Living East of Eden
Adam and Eve as exiles and refugees in chapter 3 of Genesis always touches me. They have eaten the fruit of the tree of the knowledge of good and evil, and they are banned from Eden. It always bothers me when people say they threw paradise away for a piece of fruit. They were tempted by far more than that. And it always bothers me when critics of the Biblical God accuse Him of not wanting the humans to have knowledge. That’s not at all the issue. God loves knowledge. It’s the knowledge of good and evil. This knowledge is what we always dread our children learning. We want them to stay “innocent” and secure and happy. When they learn the truth about good and evil, the world darkens, temptations loom, and moral choices become complex.
And what knowledge of good and evil did Adam and Eve gain?
Shame was the first thing they knew.

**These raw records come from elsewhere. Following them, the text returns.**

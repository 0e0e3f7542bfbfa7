//! Reads uploaded documents from disk and splits them into text nodes.

use crate::infrastructure::vector_store::TextNode;
use log::{debug, warn};
use std::collections::BTreeMap;
use std::path::{Component, Path, PathBuf};
use thiserror::Error;

/// Metadata key every node carries with the identifier of its source document.
pub const DB_DOC_ID_KEY: &str = "db_document_id";

#[derive(Debug, Error)]
pub enum LoaderError {
    #[error("document {0} is not available")]
    DocumentUnavailable(String),

    #[error("failed to read document {document}: {source}")]
    Io {
        document: String,
        #[source]
        source: std::io::Error,
    },

    #[error("failed to parse PDF {document}: {message}")]
    Pdf { document: String, message: String },

    #[error("unsupported file type: .{0}")]
    UnsupportedType(String),
}

/// Parsed content of one document, before chunking.
#[derive(Debug, Clone, PartialEq)]
pub struct LoadedDocument {
    pub doc_id: String,
    pub text: String,
    pub metadata: BTreeMap<String, String>,
}

/// Accepts a bare file name; anything that could escape the upload directory is refused.
pub fn is_valid_document_id(name: &str) -> bool {
    let mut components = Path::new(name).components();
    matches!(
        (components.next(), components.next()),
        (Some(Component::Normal(_)), None)
    ) && !name.contains("..")
        && !name.contains('/')
        && !name.contains('\\')
}

#[derive(Debug, Clone)]
pub struct DocumentLoader {
    upload_dir: PathBuf,
}

impl DocumentLoader {
    pub fn new(upload_dir: impl Into<PathBuf>) -> Self {
        DocumentLoader {
            upload_dir: upload_dir.into(),
        }
    }

    pub fn path_for(&self, doc_id: &str) -> PathBuf {
        self.upload_dir.join(doc_id)
    }

    /// Reads and parses the uploaded file for `doc_id`.
    ///
    /// An id that is not a bare file name, or a path that is not a regular
    /// file, yields [`LoaderError::DocumentUnavailable`].
    pub async fn load(&self, doc_id: &str) -> Result<Vec<LoadedDocument>, LoaderError> {
        if !is_valid_document_id(doc_id) {
            warn!("refusing to load document id {doc_id:?}");
            return Err(LoaderError::DocumentUnavailable(doc_id.to_owned()));
        }

        let path = self.path_for(doc_id);
        let is_file = tokio::fs::metadata(&path)
            .await
            .map(|metadata| metadata.is_file())
            .unwrap_or(false);
        if !is_file {
            return Err(LoaderError::DocumentUnavailable(doc_id.to_owned()));
        }

        let text = read_text(doc_id, &path).await?;
        debug!("loaded {} characters from {}", text.len(), path.display());

        let mut metadata = BTreeMap::new();
        metadata.insert(DB_DOC_ID_KEY.to_owned(), doc_id.to_owned());
        metadata.insert("file_name".to_owned(), doc_id.to_owned());

        Ok(vec![LoadedDocument {
            doc_id: doc_id.to_owned(),
            text,
            metadata,
        }])
    }
}

async fn read_text(doc_id: &str, path: &Path) -> Result<String, LoaderError> {
    let extension = path
        .extension()
        .and_then(|e| e.to_str())
        .unwrap_or("")
        .to_lowercase();

    let io_error = |source| LoaderError::Io {
        document: doc_id.to_owned(),
        source,
    };

    match extension.as_str() {
        "txt" | "md" | "markdown" => tokio::fs::read_to_string(path).await.map_err(io_error),
        "pdf" => {
            let bytes = tokio::fs::read(path).await.map_err(io_error)?;
            let document = doc_id.to_owned();
            tokio::task::spawn_blocking(move || {
                pdf_extract::extract_text_from_mem(&bytes).map_err(|e| LoaderError::Pdf {
                    document,
                    message: e.to_string(),
                })
            })
            .await
            .map_err(|e| LoaderError::Pdf {
                document: doc_id.to_owned(),
                message: e.to_string(),
            })?
        }
        other => Err(LoaderError::UnsupportedType(other.to_owned())),
    }
}

/// Splits text into chunks of `chunk_size` words, consecutive chunks sharing
/// `overlap` words.
pub fn chunk_text(text: &str, chunk_size: usize, overlap: usize) -> Vec<String> {
    let words: Vec<&str> = text.split_whitespace().collect();
    if words.is_empty() || chunk_size == 0 {
        return Vec::new();
    }
    if words.len() <= chunk_size {
        return vec![words.join(" ")];
    }

    let step = chunk_size.saturating_sub(overlap).max(1);
    let mut chunks = Vec::new();
    let mut start = 0;

    while start < words.len() {
        let end = (start + chunk_size).min(words.len());
        chunks.push(words[start..end].join(" "));
        if end == words.len() {
            break;
        }
        start += step;
    }

    chunks
}

/// Turns loaded documents into text nodes. Node ids are derived from the
/// document id and chunk position, so re-indexing a document reproduces them.
pub fn split_into_nodes(
    documents: &[LoadedDocument],
    chunk_size: usize,
    overlap: usize,
) -> Vec<TextNode> {
    let mut nodes = Vec::new();

    for (doc_index, document) in documents.iter().enumerate() {
        for (chunk_index, chunk) in chunk_text(&document.text, chunk_size, overlap)
            .into_iter()
            .enumerate()
        {
            nodes.push(TextNode {
                node_id: format!("{}#{}-{}", document.doc_id, doc_index, chunk_index),
                ref_doc_id: document.doc_id.clone(),
                text: chunk,
                metadata: document.metadata.clone(),
            });
        }
    }

    nodes
}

What a shame, literally, to feel bad for being naked.
They knew they no longer deserved to be in the presence of God and hid from Him.
They knew the evil of Satan and their gullibility to him.
They knew for the first time their inability to trust each other.
They knew what guilt felt like and what blame was.
They knew what it felt like to betray God and no longer trust Him.
They knew fear and vulnerability for the first time.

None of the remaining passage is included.